[What is needed]
Could you print exactly the lines of the listing below, starting at the line that has "self.track_sequence(line, &entry);" and ending at the line that has "if entry.sequence <= *previous", and only those lines?

[Extracted material]
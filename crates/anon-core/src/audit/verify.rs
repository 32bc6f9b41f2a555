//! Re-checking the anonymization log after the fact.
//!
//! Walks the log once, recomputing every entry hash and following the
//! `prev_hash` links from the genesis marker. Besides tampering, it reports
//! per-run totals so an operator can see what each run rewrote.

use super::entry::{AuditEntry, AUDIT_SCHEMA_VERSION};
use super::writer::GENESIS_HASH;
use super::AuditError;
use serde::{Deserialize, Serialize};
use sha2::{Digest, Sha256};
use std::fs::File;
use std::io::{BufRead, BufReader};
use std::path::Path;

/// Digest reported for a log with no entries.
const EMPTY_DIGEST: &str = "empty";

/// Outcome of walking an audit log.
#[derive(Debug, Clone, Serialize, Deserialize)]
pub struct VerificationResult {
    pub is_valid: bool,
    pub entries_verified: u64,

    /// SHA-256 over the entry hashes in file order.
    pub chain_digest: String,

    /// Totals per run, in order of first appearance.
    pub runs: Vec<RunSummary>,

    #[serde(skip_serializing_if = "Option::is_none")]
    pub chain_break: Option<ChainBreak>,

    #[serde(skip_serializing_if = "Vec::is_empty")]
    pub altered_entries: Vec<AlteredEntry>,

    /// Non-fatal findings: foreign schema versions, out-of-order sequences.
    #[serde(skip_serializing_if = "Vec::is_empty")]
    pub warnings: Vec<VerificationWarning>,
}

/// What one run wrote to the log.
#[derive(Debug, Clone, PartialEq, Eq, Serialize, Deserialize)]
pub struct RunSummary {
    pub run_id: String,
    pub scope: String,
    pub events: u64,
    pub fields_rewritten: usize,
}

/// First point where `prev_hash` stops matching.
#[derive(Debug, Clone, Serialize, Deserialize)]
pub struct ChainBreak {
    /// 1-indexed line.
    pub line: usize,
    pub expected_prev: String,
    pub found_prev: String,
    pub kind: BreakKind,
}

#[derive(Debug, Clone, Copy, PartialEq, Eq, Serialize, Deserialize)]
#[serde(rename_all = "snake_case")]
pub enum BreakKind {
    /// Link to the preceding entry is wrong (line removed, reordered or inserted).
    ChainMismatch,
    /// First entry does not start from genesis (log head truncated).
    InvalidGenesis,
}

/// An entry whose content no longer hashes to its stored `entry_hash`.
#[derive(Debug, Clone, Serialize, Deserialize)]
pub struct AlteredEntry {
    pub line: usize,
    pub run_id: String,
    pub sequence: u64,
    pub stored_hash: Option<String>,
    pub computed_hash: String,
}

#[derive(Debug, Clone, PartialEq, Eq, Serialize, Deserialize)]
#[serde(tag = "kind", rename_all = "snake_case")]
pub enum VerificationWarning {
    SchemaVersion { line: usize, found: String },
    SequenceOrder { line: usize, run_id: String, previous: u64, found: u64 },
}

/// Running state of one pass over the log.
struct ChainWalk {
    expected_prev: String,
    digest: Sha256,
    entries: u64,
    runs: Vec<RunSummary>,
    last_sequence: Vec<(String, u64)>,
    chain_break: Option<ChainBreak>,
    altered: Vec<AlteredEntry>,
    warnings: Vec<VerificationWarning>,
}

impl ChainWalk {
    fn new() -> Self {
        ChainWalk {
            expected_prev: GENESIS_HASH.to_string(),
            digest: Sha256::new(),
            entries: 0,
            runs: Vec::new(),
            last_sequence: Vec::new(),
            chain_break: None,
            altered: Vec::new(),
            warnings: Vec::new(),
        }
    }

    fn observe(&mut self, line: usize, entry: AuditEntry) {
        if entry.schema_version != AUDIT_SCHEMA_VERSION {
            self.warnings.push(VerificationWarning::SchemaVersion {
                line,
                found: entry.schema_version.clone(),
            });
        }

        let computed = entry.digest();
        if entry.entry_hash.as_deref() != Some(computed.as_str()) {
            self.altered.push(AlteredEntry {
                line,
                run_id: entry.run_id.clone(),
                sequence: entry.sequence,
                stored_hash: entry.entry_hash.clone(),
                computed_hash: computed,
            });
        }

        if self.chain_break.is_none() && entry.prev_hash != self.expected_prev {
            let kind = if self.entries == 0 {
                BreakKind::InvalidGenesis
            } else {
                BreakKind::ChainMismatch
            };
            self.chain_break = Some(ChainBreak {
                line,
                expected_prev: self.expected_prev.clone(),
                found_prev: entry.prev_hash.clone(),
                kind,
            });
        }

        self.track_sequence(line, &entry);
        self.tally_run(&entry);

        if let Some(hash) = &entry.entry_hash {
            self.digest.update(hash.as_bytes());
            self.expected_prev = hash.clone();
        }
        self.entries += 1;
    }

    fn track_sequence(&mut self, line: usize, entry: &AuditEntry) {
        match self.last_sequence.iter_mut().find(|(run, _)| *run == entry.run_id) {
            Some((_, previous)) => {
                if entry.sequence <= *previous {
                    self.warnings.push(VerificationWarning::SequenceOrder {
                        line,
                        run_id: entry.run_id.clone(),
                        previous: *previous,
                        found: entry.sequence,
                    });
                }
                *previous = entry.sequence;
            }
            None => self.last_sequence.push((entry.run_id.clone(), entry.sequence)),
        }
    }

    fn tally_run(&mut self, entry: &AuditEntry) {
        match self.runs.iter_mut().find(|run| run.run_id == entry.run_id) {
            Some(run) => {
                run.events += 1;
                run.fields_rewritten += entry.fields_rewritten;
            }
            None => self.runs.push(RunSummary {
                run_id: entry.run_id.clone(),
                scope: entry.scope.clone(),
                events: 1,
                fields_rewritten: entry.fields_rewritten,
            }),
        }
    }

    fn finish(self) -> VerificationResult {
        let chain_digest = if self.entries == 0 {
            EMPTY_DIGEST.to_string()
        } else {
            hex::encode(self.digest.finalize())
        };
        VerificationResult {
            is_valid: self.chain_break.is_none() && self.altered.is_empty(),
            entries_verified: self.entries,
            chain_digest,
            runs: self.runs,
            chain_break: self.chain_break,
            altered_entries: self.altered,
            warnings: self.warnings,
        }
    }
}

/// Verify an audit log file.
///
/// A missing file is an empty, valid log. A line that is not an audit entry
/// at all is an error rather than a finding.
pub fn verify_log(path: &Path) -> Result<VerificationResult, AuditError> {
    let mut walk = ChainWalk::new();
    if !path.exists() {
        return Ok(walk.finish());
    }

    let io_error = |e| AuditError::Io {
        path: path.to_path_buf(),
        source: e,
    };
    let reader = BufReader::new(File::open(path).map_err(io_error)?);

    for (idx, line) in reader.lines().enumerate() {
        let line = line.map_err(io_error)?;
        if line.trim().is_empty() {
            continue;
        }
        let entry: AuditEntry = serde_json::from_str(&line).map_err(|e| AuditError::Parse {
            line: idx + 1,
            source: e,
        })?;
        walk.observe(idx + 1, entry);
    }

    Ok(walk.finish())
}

[Your solution]
        self.track_sequence(line, &entry);
        self.tally_run(&entry);

        if let Some(hash) = &entry.entry_hash {
            self.digest.update(hash.as_bytes());
            self.expected_prev = hash.clone();
        }
        self.entries += 1;
    }

    fn track_sequence(&mut self, line: usize, entry: &AuditEntry) {
        match self.last_sequence.iter_mut().find(|(run, _)| *run == entry.run_id) {
            Some((_, previous)) => {
                if entry.sequence <= *previous {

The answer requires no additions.